Я прыснула, Иосиф поперхнулся и покраснел, как свекла. «Не помню, что я сказал», – пробормотал он, подозвал официанта, расплатился, и мы быстро слиняли.
...Мы прожили в Нью-Йорке в подвешенном состоянии десять месяцев: учили язык, искали работу и жили на деньги «Найаны». Этих денег хватало заплатить за квартиру и скромно питаться. На транспорт старались не тратиться, благо ни в Квинс, ни в Бронкс, ни в Бруклин ездить было незачем. Всюду, где можно, ходили пешком, то есть как бы поселились в маленькой деревне с небоскребами. 74-я улица Вестсайда находится в центре Манхэттена. Все было рядом: английские курсы, на которые мы с Витей ходили пять раз в неделю с девяти до двух, супермаркет, Центральный парк, Линкольн центр. За углом снял квартиру Гена Шмаков, прилетевший в Нью-Йорк на три недели раньше нас и ставший нашим поводырем.
В семье свободно говорила по-английски только дочь Катя, учившаяся в Ленинграде в английской школе. Витя изъяснялся коряво, в основном техническими терминами. Мы с мамой не говорили совсем – мама владела немецким и французским.

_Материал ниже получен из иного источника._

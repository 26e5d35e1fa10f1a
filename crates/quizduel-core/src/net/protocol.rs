//! Duel protocol message types
//!
//! Every frame is a JSON text message of the form
//! `{"event": "<snake_case name>", "data": {...}}` with camelCase payload
//! fields. Inbound frames are decoded exactly once, here, into the closed
//! [`ServerMessage`] sum type; unknown event names fail to decode.

use std::fmt;

use serde::{Deserialize, Serialize};
use serde_json::Value;

use crate::error::DuelError;

/// Server-assigned duel identifier
pub type DuelId = i64;

/// Server-assigned user identifier
pub type UserId = i64;

/// Messages sent to the duel server
#[derive(Debug, Clone, PartialEq, Serialize, Deserialize)]
#[serde(
    tag = "event",
    content = "data",
    rename_all = "snake_case",
    rename_all_fields = "camelCase"
)]
pub enum ClientMessage {
    /// Join the room of a duel
    JoinDuelRoom { duel_id: DuelId },
    /// Leave the current duel room
    LeaveDuelRoom,
    /// Tell the server this participant is ready to start
    SignalReady,
    /// Answer the current question
    SubmitAnswer {
        question_id: Option<i64>,
        selected_answer: String,
        #[serde(rename = "timeTaken")]
        time_taken_ms: u64,
    },
    /// Enter the quick match queue for a course
    JoinQuickMatch { course_id: i64 },
    /// Leave the quick match queue
    LeaveQuickMatch,
}

impl ClientMessage {
    /// Encode message to a JSON text frame
    pub fn encode(&self) -> Result<String, DuelError> {
        Ok(serde_json::to_string(self)?)
    }

    /// Event name used on the wire
    pub fn name(&self) -> &'static str {
        match self {
            ClientMessage::JoinDuelRoom { .. } => "join_duel_room",
            ClientMessage::LeaveDuelRoom => "leave_duel_room",
            ClientMessage::SignalReady => "signal_ready",
            ClientMessage::SubmitAnswer { .. } => "submit_answer",
            ClientMessage::JoinQuickMatch { .. } => "join_quick_match",
            ClientMessage::LeaveQuickMatch => "leave_quick_match",
        }
    }
}

/// Messages received from the duel server
#[derive(Debug, Clone, PartialEq, Deserialize)]
#[serde(tag = "event", content = "data", rename_all = "snake_case")]
pub enum ServerMessage {
    RoomJoined(RoomJoined),
    RoomError(ErrorNotice),
    DuelStarting(DuelStarting),
    QuestionPresented(QuestionPresented),
    TimerUpdate(TimerUpdate),
    OpponentAnswered(OpponentAnswered),
    RoundResult(RoundResultPayload),
    DuelCompleted(DuelCompleted),
    DuelError(ErrorNotice),
    ConnectionLost(Interruption),
    DuelCancelled(Interruption),
    QuickMatchSearching(QuickMatchNotice),
    QuickMatchFound(QuickMatchFound),
    QuickMatchTimeout(QuickMatchTimeout),
    QuickMatchError(QuickMatchNotice),
    QuickMatchCancelled(QuickMatchNotice),
}

impl ServerMessage {
    /// Decode a JSON text frame
    ///
    /// A frame without `data` decodes as an empty payload, so events whose
    /// fields are all optional may omit it.
    pub fn decode(text: &str) -> Result<Self, DuelError> {
        let mut frame: Value = serde_json::from_str(text)?;
        if let Some(object) = frame.as_object_mut() {
            if object.get("data").map_or(true, Value::is_null) {
                object.insert("data".to_string(), Value::Object(serde_json::Map::new()));
            }
        }
        Ok(serde_json::from_value(frame)?)
    }

    /// The kind of event, used for listener routing
    pub fn kind(&self) -> EventKind {
        match self {
            ServerMessage::RoomJoined(_) => EventKind::RoomJoined,
            ServerMessage::RoomError(_) => EventKind::RoomError,
            ServerMessage::DuelStarting(_) => EventKind::DuelStarting,
            ServerMessage::QuestionPresented(_) => EventKind::QuestionPresented,
            ServerMessage::TimerUpdate(_) => EventKind::TimerUpdate,
            ServerMessage::OpponentAnswered(_) => EventKind::OpponentAnswered,
            ServerMessage::RoundResult(_) => EventKind::RoundResult,
            ServerMessage::DuelCompleted(_) => EventKind::DuelCompleted,
            ServerMessage::DuelError(_) => EventKind::DuelError,
            ServerMessage::ConnectionLost(_) => EventKind::ConnectionLost,
            ServerMessage::DuelCancelled(_) => EventKind::DuelCancelled,
            ServerMessage::QuickMatchSearching(_) => EventKind::QuickMatchSearching,
            ServerMessage::QuickMatchFound(_) => EventKind::QuickMatchFound,
            ServerMessage::QuickMatchTimeout(_) => EventKind::QuickMatchTimeout,
            ServerMessage::QuickMatchError(_) => EventKind::QuickMatchError,
            ServerMessage::QuickMatchCancelled(_) => EventKind::QuickMatchCancelled,
        }
    }

    /// Duel the event claims to belong to, when the server tagged it
    pub fn duel_id(&self) -> Option<DuelId> {
        match self {
            ServerMessage::RoomJoined(p) => p.duel_id,
            ServerMessage::RoomError(p) | ServerMessage::DuelError(p) => p.duel_id,
            ServerMessage::DuelStarting(p) => p.duel_id,
            ServerMessage::QuestionPresented(p) => p.duel_id,
            ServerMessage::TimerUpdate(p) => p.duel_id,
            ServerMessage::OpponentAnswered(p) => p.duel_id,
            ServerMessage::RoundResult(p) => p.duel_id,
            ServerMessage::DuelCompleted(p) => p.duel_id,
            ServerMessage::ConnectionLost(p) | ServerMessage::DuelCancelled(p) => p.duel_id,
            ServerMessage::QuickMatchSearching(_)
            | ServerMessage::QuickMatchFound(_)
            | ServerMessage::QuickMatchTimeout(_)
            | ServerMessage::QuickMatchError(_)
            | ServerMessage::QuickMatchCancelled(_) => None,
        }
    }
}

/// Inbound event kinds
#[derive(Debug, Clone, Copy, PartialEq, Eq, Hash, PartialOrd, Ord)]
pub enum EventKind {
    RoomJoined,
    RoomError,
    DuelStarting,
    QuestionPresented,
    TimerUpdate,
    OpponentAnswered,
    RoundResult,
    DuelCompleted,
    DuelError,
    ConnectionLost,
    DuelCancelled,
    QuickMatchSearching,
    QuickMatchFound,
    QuickMatchTimeout,
    QuickMatchError,
    QuickMatchCancelled,
}

impl EventKind {
    /// Events handled by a duel session
    pub const DUEL: [EventKind; 11] = [
        EventKind::RoomJoined,
        EventKind::RoomError,
        EventKind::DuelStarting,
        EventKind::QuestionPresented,
        EventKind::TimerUpdate,
        EventKind::OpponentAnswered,
        EventKind::RoundResult,
        EventKind::DuelCompleted,
        EventKind::DuelError,
        EventKind::ConnectionLost,
        EventKind::DuelCancelled,
    ];

    /// Events handled by the quick match coordinator
    pub const QUICK_MATCH: [EventKind; 5] = [
        EventKind::QuickMatchSearching,
        EventKind::QuickMatchFound,
        EventKind::QuickMatchTimeout,
        EventKind::QuickMatchError,
        EventKind::QuickMatchCancelled,
    ];

    /// Event name used on the wire
    pub fn as_str(&self) -> &'static str {
        match self {
            EventKind::RoomJoined => "room_joined",
            EventKind::RoomError => "room_error",
            EventKind::DuelStarting => "duel_starting",
            EventKind::QuestionPresented => "question_presented",
            EventKind::TimerUpdate => "timer_update",
            EventKind::OpponentAnswered => "opponent_answered",
            EventKind::RoundResult => "round_result",
            EventKind::DuelCompleted => "duel_completed",
            EventKind::DuelError => "duel_error",
            EventKind::ConnectionLost => "connection_lost",
            EventKind::DuelCancelled => "duel_cancelled",
            EventKind::QuickMatchSearching => "quick_match_searching",
            EventKind::QuickMatchFound => "quick_match_found",
            EventKind::QuickMatchTimeout => "quick_match_timeout",
            EventKind::QuickMatchError => "quick_match_error",
            EventKind::QuickMatchCancelled => "quick_match_cancelled",
        }
    }
}

impl fmt::Display for EventKind {
    fn fmt(&self, f: &mut fmt::Formatter<'_>) -> fmt::Result {
        f.write_str(self.as_str())
    }
}

/// `room_joined`
#[derive(Debug, Clone, Default, PartialEq, Deserialize)]
#[serde(rename_all = "camelCase")]
pub struct RoomJoined {
    /// Opaque room session description from the server
    #[serde(default)]
    pub session: Option<Value>,
    pub duel_id: Option<DuelId>,
}

/// `room_error` and `duel_error`
#[derive(Debug, Clone, Default, PartialEq, Deserialize)]
#[serde(rename_all = "camelCase")]
pub struct ErrorNotice {
    pub message: Option<String>,
    pub duel_id: Option<DuelId>,
}

/// `duel_starting`
#[derive(Debug, Clone, Default, PartialEq, Deserialize)]
#[serde(rename_all = "camelCase")]
pub struct DuelStarting {
    #[serde(default)]
    pub countdown: u32,
    pub duel_id: Option<DuelId>,
}

/// A question as presented to both participants
#[derive(Debug, Clone, Default, PartialEq, Serialize, Deserialize)]
#[serde(rename_all = "camelCase")]
pub struct Question {
    #[serde(default)]
    pub id: Option<i64>,
    #[serde(default)]
    pub text: String,
    #[serde(default)]
    pub options: Vec<String>,
}

/// `question_presented`
#[derive(Debug, Clone, Default, PartialEq, Deserialize)]
#[serde(rename_all = "camelCase")]
pub struct QuestionPresented {
    pub question_index: u32,
    #[serde(default)]
    pub total_questions: u32,
    #[serde(default)]
    pub question: Question,
    /// Answer window in milliseconds
    #[serde(default)]
    pub time_limit: u64,
    pub server_start_time: Option<i64>,
    pub server_end_time: Option<i64>,
    pub duel_id: Option<DuelId>,
}

/// `timer_update`
#[derive(Debug, Clone, Default, PartialEq, Deserialize)]
#[serde(rename_all = "camelCase")]
pub struct TimerUpdate {
    /// Seconds left on the active question; may be negative near the deadline
    pub time_remaining: f64,
    pub server_time: Option<i64>,
    pub question_index: u32,
    pub duel_id: Option<DuelId>,
}

/// `opponent_answered`
#[derive(Debug, Clone, Default, PartialEq, Deserialize)]
#[serde(rename_all = "camelCase")]
pub struct OpponentAnswered {
    pub duel_id: Option<DuelId>,
}

/// `round_result`
///
/// The nested fields stay loosely typed; [`crate::duel::score`] validates
/// them so a malformed round can still advance the session.
#[derive(Debug, Clone, Default, PartialEq, Deserialize)]
#[serde(rename_all = "camelCase")]
pub struct RoundResultPayload {
    pub question_index: Option<u32>,
    pub question: Option<Value>,
    pub answers: Option<Value>,
    pub duel_id: Option<DuelId>,
}

/// Per-participant totals inside `duel_completed`
#[derive(Debug, Clone, Default, PartialEq, Deserialize)]
#[serde(rename_all = "camelCase")]
pub struct PlayerTotalsPayload {
    pub user_id: Option<UserId>,
    pub score: Option<f64>,
    pub total_time: Option<f64>,
    pub accuracy: Option<f64>,
}

/// `duel_completed`
#[derive(Debug, Clone, Default, PartialEq, Deserialize)]
#[serde(rename_all = "camelCase")]
pub struct DuelCompleted {
    pub winner_id: Option<UserId>,
    pub user1: Option<PlayerTotalsPayload>,
    pub user2: Option<PlayerTotalsPayload>,
    pub duel_id: Option<DuelId>,
}

/// `connection_lost` and `duel_cancelled`
#[derive(Debug, Clone, Default, PartialEq, Deserialize)]
#[serde(rename_all = "camelCase")]
pub struct Interruption {
    pub reason: Option<String>,
    pub duel_id: Option<DuelId>,
}

/// `quick_match_searching`, `quick_match_error` and `quick_match_cancelled`
#[derive(Debug, Clone, Default, PartialEq, Deserialize)]
#[serde(rename_all = "camelCase")]
pub struct QuickMatchNotice {
    pub message: Option<String>,
}

/// The duel a quick match produced
#[derive(Debug, Clone, PartialEq, Serialize, Deserialize)]
#[serde(rename_all = "camelCase")]
pub struct MatchedDuel {
    pub id: DuelId,
    #[serde(default)]
    pub course_id: Option<i64>,
    #[serde(default)]
    pub status: Option<String>,
}

/// The participant on the other side of a duel
#[derive(Debug, Clone, PartialEq, Serialize, Deserialize)]
#[serde(rename_all = "camelCase")]
pub struct Opponent {
    pub username: String,
    #[serde(default)]
    pub user_id: Option<UserId>,
    #[serde(default)]
    pub is_bot: bool,
}

impl Opponent {
    /// Display name used when the server substitutes a bot
    pub const BOT_NAME: &'static str = "Dr. Bot";

    /// Display name used when the server does not say who the opponent is
    pub const UNKNOWN_NAME: &'static str = "unknown opponent";

    /// Placeholder opponent for a bot-backed duel
    pub fn bot() -> Self {
        Self {
            username: Self::BOT_NAME.to_string(),
            user_id: None,
            is_bot: true,
        }
    }

    /// Placeholder for a match reported without an opponent
    pub fn unknown() -> Self {
        Self {
            username: Self::UNKNOWN_NAME.to_string(),
            user_id: None,
            is_bot: false,
        }
    }
}

/// `quick_match_found`
#[derive(Debug, Clone, PartialEq, Deserialize)]
#[serde(rename_all = "camelCase")]
pub struct QuickMatchFound {
    pub duel: MatchedDuel,
    #[serde(default)]
    pub opponent: Option<Opponent>,
}

/// `quick_match_timeout`
#[derive(Debug, Clone, PartialEq, Deserialize)]
#[serde(rename_all = "camelCase")]
pub struct QuickMatchTimeout {
    pub duel: MatchedDuel,
    pub message: Option<String>,
}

Считалось, что французским «полувладею» и я.
Нам старались помочь. Американские приятели, в основном слависты, которых мы знали с ленинградских времен, уделяли нам много внимания. Они знакомили нас со своими друзьями – профессорами колледжей и университетов, в надежде, что нам помогут в поисках работы. Нас приглашали в «приличные» дома, раздавали вокруг наши резюме, но в моем случае эти попытки были не в коня корм.